You can select a number of effects from grunge to painterly. Many professionals use HDR but tone down the effect to look perfectly natural.  In the photo below, some might think that HDR has been overdone. Some say that if you can tell it is HDR it is poorly done.

Personally though, I like the look of a bit stronger HDR effect. I don’t think that makes me an amateur, I just think it reflects what I like. To me, Fusion-Auto gives very realistic color and would be my first choice if I want “au natural”. Now, granted, other programs may have other names for Fusion-Auto. You will just need to spend a little time playing with the program you have, exploring each option, to find the one or ones that you like best.  The great thing is that you can process the same image in multiple ways so you really don’t have to choose, at least at this point. Below are several different ways to process the image.
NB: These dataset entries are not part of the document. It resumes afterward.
//! Rule kind definitions.

use std::fmt;

/// Kinds that carry a network prefix as their match value.
const ADDRESS_RANGE_KINDS: [&str; 3] = ["IP-CIDR", "IP-CIDR6", "IP6-CIDR"];

/// RuleKind is the match-kind field of a converted rule.
///
/// Only the domain kinds have a Quantumult X spelling that differs from the
/// Clash one. Every other kind is carried through unchanged.
#[derive(Debug, Clone, PartialEq, Eq, Hash)]
pub enum RuleKind {
    /// Exact host match (Clash `DOMAIN`)
    Host,
    /// Host suffix match (Clash `DOMAIN-SUFFIX`)
    HostSuffix,
    /// Host keyword match (Clash `DOMAIN-KEYWORD`)
    HostKeyword,
    /// Any other kind, kept verbatim
    Other(String),
}

impl RuleKind {
    /// Parse a Clash match-kind (case-insensitive, surrounding space ignored).
    pub fn parse(s: &str) -> Self {
        let kind = s.trim().to_uppercase();
        match kind.as_str() {
            "DOMAIN" => RuleKind::Host,
            "DOMAIN-SUFFIX" => RuleKind::HostSuffix,
            "DOMAIN-KEYWORD" => RuleKind::HostKeyword,
            _ => RuleKind::Other(kind),
        }
    }

    /// Get the Quantumult X spelling.
    pub fn as_str(&self) -> &str {
        match self {
            RuleKind::Host => "HOST",
            RuleKind::HostSuffix => "HOST-SUFFIX",
            RuleKind::HostKeyword => "HOST-KEYWORD",
            RuleKind::Other(kind) => kind.as_str(),
        }
    }

    /// Whether the match value of this kind is a network prefix.
    pub fn is_address_range(&self) -> bool {
        match self {
            RuleKind::Other(kind) => ADDRESS_RANGE_KINDS.contains(&kind.as_str()),
            _ => false,
        }
    }
}

impl fmt::Display for RuleKind {
    fn fmt(&self, f: &mut fmt::Formatter<'_>) -> fmt::Result {
        write!(f, "{}", self.as_str())
    }
}
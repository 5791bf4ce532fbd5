//! Policy names and their normalization against a section tag.

use ahash::AHashSet;
use once_cell::sync::Lazy;
use std::fmt;

/// Sentinel policy meaning "match without resolving the hostname".
pub const NO_RESOLVE: &str = "NO-RESOLVE";

/// Service-specific policy names that collapse into the section tag.
static THIRD_PARTY_POLICIES: Lazy<AHashSet<&'static str>> = Lazy::new(|| {
    [
        "TIKTOK",
        "YOUTUBE",
        // Apple
        "APPLETV",
        // ChatGPT
        "OPENAI",
        // Microsoft
        "TEAMS",
        // Google
        "CHROMECAST",
        "GOOGLEDRIVE",
        "GOOGLESEARCH",
        "GOOGLEVOICE",
        // Foreign media
        "DISNEY",
        "INSTAGRAM",
        "NETFLIX",
        "TWITCH",
        // Ads and tracking
        "ADVERTISING",
        "ADVERTISINGLITE",
        "ADVERTISINGMITV",
        "HIJACKING",
        "PRIVATETRACKER",
    ]
    .into_iter()
    .collect()
});

/// A policy with absolute meaning that is never replaced by a tag.
#[derive(Debug, Clone, Copy, PartialEq, Eq, Hash)]
pub enum ForcePolicy {
    /// Route directly without proxy
    Direct,
    /// Reject the connection
    Reject,
}

impl ForcePolicy {
    /// Get the string representation.
    pub fn as_str(&self) -> &'static str {
        match self {
            ForcePolicy::Direct => "DIRECT",
            ForcePolicy::Reject => "REJECT",
        }
    }
}

impl fmt::Display for ForcePolicy {
    fn fmt(&self, f: &mut fmt::Formatter<'_>) -> fmt::Result {
        write!(f, "{}", self.as_str())
    }
}

impl std::str::FromStr for ForcePolicy {
    type Err = ();

    fn from_str(s: &str) -> Result<Self, Self::Err> {
        match s {
            "DIRECT" => Ok(ForcePolicy::Direct),
            "REJECT" => Ok(ForcePolicy::Reject),
            _ => Err(()),
        }
    }
}

/// Outcome of resolving a declared policy against a section tag.
#[derive(Debug, Clone, PartialEq, Eq)]
pub enum PolicyResolution {
    /// Declared policy is the tag itself
    Tag,
    /// `NO-RESOLVE`: the tag with a `no-resolve` modifier
    NoResolve,
    /// DIRECT / REJECT, kept verbatim
    Force(ForcePolicy),
    /// Known service policy, collapsed into the tag
    ThirdParty,
    /// Unrecognized name, collapsed into the tag and reported
    Unknown(String),
}

impl PolicyResolution {
    /// Resolve an already uppercased declared policy.
    ///
    /// The checks run in fixed priority: tag, no-resolve, force, third-party.
    pub fn resolve(declared: &str, tag: &str) -> Self {
        if declared == tag {
            PolicyResolution::Tag
        } else if declared == NO_RESOLVE {
            PolicyResolution::NoResolve
        } else if let Ok(force) = declared.parse::<ForcePolicy>() {
            PolicyResolution::Force(force)
        } else if THIRD_PARTY_POLICIES.contains(declared) {
            PolicyResolution::ThirdParty
        } else {
            PolicyResolution::Unknown(declared.to_string())
        }
    }

    /// Render the policy field of an output rule.
    pub fn render(&self, tag: &str) -> String {
        match self {
            PolicyResolution::NoResolve => format!("{},{}", tag, NO_RESOLVE.to_lowercase()),
            PolicyResolution::Force(force) => force.as_str().to_string(),
            PolicyResolution::Tag | PolicyResolution::ThirdParty | PolicyResolution::Unknown(_) => {
                tag.to_string()
            }
        }
    }

    /// The unrecognized name, if any.
    pub fn unknown_name(&self) -> Option<&str> {
        match self {
            PolicyResolution::Unknown(name) => Some(name.as_str()),
            _ => None,
        }
    }
}
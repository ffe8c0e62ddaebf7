//! Kept in its own test binary so no other test can reuse the descriptor numbers in between.

#![cfg(target_os = "linux")]

mod common;

use std::os::fd::{AsFd, AsRawFd};
use std::path::PathBuf;

use pipeflag::SignalFlag;

fn fd_path(fd: i32) -> PathBuf {
    PathBuf::from(format!("/proc/self/fd/{}", fd))
}

#[test]
fn drop_closes_both_ends() {
    common::init_logging();

    let before = std::fs::read_dir("/proc/self/fd").unwrap().count();

    let flag = SignalFlag::new().unwrap();
    let read_fd = flag.as_raw_fd();
    assert!(fd_path(read_fd).exists());
    assert_eq!(std::fs::read_dir("/proc/self/fd").unwrap().count(), before + 2);

    // the close-on-exec bit made it onto the read end
    let flags = rustix::io::fcntl_getfd(flag.as_fd()).unwrap();
    assert!(flags.contains(rustix::io::FdFlags::CLOEXEC));

    flag.signal();
    drop(flag);

    assert!(!fd_path(read_fd).exists());
    assert_eq!(std::fs::read_dir("/proc/self/fd").unwrap().count(), before);
}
You can also see the other automatic choices down the side.

Once you have the image the way you want it, click on the PROCESS button. When the image has been processed, save it to your computer. 

Below are several more examples of HDR in action.

 High Dynamic Range is a great tool that allows photographers to really capture everything the eye can see. You can produce details in the shadows and in the highlights like you have never been able to do before. I hope you will try it.